TASK DETAILS
Below are records; reproduce exactly the lines from the first through the one containing "use opentelemetry::propagation::TextMapCompositePropagator;".

*****

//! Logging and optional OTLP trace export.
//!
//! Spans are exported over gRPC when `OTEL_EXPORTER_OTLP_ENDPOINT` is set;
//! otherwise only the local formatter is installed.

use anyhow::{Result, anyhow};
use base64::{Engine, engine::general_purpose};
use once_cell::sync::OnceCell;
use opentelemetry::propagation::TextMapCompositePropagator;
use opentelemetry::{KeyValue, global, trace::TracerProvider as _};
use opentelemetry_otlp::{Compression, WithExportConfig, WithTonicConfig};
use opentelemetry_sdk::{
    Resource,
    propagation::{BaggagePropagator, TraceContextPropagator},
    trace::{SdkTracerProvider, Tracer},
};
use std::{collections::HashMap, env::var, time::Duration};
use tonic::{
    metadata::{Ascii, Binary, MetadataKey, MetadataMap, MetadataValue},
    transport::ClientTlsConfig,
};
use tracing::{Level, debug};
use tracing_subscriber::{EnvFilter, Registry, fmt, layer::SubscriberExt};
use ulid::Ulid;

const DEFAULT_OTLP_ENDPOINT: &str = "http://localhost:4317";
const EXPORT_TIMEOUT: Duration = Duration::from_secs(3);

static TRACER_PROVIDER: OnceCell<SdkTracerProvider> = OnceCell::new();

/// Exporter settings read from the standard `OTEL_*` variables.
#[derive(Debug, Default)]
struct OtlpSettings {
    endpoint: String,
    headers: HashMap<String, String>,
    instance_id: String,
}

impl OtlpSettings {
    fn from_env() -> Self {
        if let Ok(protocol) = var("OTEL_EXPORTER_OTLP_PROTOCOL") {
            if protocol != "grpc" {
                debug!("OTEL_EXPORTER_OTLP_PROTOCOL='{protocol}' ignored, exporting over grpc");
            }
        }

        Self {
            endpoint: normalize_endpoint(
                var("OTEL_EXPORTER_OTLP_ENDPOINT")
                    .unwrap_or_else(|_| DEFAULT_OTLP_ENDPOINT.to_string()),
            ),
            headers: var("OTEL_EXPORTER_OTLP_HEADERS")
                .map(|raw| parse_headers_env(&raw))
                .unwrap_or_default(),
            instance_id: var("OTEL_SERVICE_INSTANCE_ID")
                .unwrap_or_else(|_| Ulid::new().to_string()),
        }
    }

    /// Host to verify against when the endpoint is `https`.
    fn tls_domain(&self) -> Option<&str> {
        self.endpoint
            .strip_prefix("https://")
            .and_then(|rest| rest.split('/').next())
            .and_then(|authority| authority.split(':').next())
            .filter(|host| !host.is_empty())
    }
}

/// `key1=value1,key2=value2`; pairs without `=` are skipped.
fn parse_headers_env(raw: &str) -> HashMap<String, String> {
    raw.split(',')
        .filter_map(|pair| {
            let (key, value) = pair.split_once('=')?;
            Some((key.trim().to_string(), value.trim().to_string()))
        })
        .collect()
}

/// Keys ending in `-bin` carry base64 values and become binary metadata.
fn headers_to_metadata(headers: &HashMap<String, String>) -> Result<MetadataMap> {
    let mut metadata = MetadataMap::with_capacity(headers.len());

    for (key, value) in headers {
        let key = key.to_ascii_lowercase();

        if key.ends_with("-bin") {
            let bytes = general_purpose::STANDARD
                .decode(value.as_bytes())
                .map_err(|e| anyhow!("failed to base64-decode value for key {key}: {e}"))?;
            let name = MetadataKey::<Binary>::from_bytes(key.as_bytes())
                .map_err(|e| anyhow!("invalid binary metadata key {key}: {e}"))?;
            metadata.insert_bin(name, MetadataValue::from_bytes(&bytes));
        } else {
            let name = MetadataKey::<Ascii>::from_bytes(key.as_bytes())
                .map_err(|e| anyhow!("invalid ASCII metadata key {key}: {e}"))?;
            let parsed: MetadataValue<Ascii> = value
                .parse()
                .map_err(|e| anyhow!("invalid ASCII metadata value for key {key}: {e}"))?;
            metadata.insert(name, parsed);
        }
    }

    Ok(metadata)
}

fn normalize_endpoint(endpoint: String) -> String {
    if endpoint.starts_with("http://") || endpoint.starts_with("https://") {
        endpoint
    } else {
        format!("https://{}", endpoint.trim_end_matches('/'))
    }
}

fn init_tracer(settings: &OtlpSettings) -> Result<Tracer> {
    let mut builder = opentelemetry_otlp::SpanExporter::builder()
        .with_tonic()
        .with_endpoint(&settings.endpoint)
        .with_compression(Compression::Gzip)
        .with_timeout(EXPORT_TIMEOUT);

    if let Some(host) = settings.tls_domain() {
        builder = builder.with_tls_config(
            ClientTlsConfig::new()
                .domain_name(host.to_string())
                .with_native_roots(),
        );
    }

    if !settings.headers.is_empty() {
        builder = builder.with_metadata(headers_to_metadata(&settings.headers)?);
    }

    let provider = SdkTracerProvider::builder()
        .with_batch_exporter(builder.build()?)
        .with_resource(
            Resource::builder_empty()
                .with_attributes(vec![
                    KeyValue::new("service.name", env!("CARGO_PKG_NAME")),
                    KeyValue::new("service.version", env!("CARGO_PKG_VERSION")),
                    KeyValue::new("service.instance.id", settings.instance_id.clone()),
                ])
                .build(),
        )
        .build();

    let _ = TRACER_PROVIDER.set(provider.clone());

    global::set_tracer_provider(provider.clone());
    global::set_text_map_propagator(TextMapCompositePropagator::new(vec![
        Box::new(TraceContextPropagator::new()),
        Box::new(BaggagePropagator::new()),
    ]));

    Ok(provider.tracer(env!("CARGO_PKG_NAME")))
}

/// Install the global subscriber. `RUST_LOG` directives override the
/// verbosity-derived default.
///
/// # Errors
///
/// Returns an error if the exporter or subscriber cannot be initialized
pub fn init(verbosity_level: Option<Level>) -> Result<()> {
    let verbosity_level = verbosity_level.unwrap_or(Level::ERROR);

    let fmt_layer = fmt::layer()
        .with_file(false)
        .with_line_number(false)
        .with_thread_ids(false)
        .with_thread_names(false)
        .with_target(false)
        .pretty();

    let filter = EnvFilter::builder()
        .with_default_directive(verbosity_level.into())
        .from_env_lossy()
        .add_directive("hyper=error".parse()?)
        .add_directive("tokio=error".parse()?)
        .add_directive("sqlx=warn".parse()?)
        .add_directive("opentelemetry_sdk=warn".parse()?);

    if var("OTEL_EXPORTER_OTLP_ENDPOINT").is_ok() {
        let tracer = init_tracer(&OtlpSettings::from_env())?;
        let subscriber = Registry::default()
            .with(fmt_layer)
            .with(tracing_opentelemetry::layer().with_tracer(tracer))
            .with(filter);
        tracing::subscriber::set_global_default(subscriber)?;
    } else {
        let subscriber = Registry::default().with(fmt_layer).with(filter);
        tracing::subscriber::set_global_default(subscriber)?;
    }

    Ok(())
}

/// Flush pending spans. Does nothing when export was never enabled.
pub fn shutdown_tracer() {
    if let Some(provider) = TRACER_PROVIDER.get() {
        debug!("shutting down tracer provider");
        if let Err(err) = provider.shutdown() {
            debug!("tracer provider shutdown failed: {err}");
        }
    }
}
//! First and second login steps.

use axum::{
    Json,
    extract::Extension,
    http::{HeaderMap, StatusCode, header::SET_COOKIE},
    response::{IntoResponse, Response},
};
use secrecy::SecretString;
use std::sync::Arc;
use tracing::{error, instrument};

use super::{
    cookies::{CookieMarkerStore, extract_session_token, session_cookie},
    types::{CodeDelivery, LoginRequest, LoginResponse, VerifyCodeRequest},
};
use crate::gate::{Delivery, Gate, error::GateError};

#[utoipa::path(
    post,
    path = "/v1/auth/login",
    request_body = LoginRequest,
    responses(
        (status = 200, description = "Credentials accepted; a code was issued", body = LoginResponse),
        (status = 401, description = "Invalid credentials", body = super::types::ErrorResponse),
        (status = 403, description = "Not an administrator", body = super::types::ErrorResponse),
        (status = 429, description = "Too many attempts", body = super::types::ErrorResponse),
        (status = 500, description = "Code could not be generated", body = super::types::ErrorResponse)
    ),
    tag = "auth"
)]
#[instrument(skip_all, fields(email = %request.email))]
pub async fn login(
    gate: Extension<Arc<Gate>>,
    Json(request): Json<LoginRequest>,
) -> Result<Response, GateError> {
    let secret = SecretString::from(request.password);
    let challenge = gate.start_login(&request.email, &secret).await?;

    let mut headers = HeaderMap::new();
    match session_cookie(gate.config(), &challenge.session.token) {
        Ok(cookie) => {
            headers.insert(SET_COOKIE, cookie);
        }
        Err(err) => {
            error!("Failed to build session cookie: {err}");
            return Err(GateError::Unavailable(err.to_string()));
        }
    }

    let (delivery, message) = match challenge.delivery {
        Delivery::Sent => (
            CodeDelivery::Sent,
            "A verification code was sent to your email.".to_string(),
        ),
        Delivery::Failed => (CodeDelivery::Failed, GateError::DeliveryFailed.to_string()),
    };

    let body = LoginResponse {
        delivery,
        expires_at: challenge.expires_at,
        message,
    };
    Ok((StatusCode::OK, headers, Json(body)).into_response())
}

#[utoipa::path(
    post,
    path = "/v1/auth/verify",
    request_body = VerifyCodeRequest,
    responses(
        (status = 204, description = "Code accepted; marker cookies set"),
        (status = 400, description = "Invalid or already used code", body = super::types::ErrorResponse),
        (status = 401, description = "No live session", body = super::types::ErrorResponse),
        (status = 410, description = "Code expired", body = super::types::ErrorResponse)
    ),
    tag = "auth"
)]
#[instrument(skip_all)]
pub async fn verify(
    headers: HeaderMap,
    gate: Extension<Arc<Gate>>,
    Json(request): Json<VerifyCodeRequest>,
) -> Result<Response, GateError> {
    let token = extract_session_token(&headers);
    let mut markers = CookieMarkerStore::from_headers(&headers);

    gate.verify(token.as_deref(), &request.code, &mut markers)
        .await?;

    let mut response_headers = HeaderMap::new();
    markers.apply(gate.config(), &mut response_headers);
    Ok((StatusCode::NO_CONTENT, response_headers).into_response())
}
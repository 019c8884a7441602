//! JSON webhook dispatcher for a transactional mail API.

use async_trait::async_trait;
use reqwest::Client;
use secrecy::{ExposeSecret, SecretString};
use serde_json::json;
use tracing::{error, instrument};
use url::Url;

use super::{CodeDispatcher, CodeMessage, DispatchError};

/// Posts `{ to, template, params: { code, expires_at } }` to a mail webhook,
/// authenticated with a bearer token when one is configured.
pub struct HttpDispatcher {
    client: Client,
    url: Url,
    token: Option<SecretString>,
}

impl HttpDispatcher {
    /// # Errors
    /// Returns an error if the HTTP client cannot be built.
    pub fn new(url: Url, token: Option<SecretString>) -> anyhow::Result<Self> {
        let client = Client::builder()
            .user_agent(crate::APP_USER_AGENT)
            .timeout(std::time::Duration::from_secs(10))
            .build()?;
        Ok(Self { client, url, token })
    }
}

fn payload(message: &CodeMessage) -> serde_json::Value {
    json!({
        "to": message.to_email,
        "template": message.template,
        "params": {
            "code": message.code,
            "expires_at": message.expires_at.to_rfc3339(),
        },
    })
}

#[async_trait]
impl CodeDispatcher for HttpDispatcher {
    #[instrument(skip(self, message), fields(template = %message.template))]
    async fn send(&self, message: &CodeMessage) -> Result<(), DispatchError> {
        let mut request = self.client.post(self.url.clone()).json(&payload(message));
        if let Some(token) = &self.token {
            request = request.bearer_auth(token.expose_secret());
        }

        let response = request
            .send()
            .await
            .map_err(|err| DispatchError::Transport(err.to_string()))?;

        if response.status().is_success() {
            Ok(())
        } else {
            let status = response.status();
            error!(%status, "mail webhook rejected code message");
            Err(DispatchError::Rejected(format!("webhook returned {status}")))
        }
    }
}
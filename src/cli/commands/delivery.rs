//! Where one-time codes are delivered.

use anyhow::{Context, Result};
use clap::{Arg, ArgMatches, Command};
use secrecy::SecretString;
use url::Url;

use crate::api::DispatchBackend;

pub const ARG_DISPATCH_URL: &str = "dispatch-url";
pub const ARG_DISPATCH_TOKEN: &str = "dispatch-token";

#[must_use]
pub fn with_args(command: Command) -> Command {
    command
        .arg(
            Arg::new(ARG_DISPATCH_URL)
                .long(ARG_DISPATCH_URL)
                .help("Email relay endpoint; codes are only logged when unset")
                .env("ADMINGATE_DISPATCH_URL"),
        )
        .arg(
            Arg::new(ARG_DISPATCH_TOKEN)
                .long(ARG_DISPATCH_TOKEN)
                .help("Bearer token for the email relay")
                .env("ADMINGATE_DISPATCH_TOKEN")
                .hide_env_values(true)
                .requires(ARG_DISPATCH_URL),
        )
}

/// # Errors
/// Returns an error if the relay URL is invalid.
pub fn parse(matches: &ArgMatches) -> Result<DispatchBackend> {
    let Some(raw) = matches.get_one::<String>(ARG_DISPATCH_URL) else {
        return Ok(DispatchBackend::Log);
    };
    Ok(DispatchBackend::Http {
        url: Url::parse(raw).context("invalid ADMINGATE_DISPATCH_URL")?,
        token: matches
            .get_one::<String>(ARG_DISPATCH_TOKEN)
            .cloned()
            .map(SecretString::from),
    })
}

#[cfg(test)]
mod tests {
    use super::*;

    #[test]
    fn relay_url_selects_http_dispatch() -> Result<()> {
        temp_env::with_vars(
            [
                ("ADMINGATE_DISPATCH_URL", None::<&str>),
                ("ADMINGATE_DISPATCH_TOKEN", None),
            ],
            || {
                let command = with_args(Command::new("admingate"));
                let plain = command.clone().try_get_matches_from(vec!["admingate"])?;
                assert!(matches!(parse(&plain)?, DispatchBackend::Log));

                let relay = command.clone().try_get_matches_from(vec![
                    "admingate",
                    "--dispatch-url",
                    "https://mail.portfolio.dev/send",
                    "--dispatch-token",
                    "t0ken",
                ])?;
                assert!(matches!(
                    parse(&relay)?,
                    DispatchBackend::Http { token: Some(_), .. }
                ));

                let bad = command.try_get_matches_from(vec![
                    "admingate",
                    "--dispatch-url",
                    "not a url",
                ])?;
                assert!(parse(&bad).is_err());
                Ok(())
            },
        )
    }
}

*****

TASK SOLUTION
//! Logging and optional OTLP trace export.
//!
//! Spans are exported over gRPC when `OTEL_EXPORTER_OTLP_ENDPOINT` is set;
//! otherwise only the local formatter is installed.

use anyhow::{Result, anyhow};
use base64::{Engine, engine::general_purpose};
use once_cell::sync::OnceCell;
use opentelemetry::propagation::TextMapCompositePropagator;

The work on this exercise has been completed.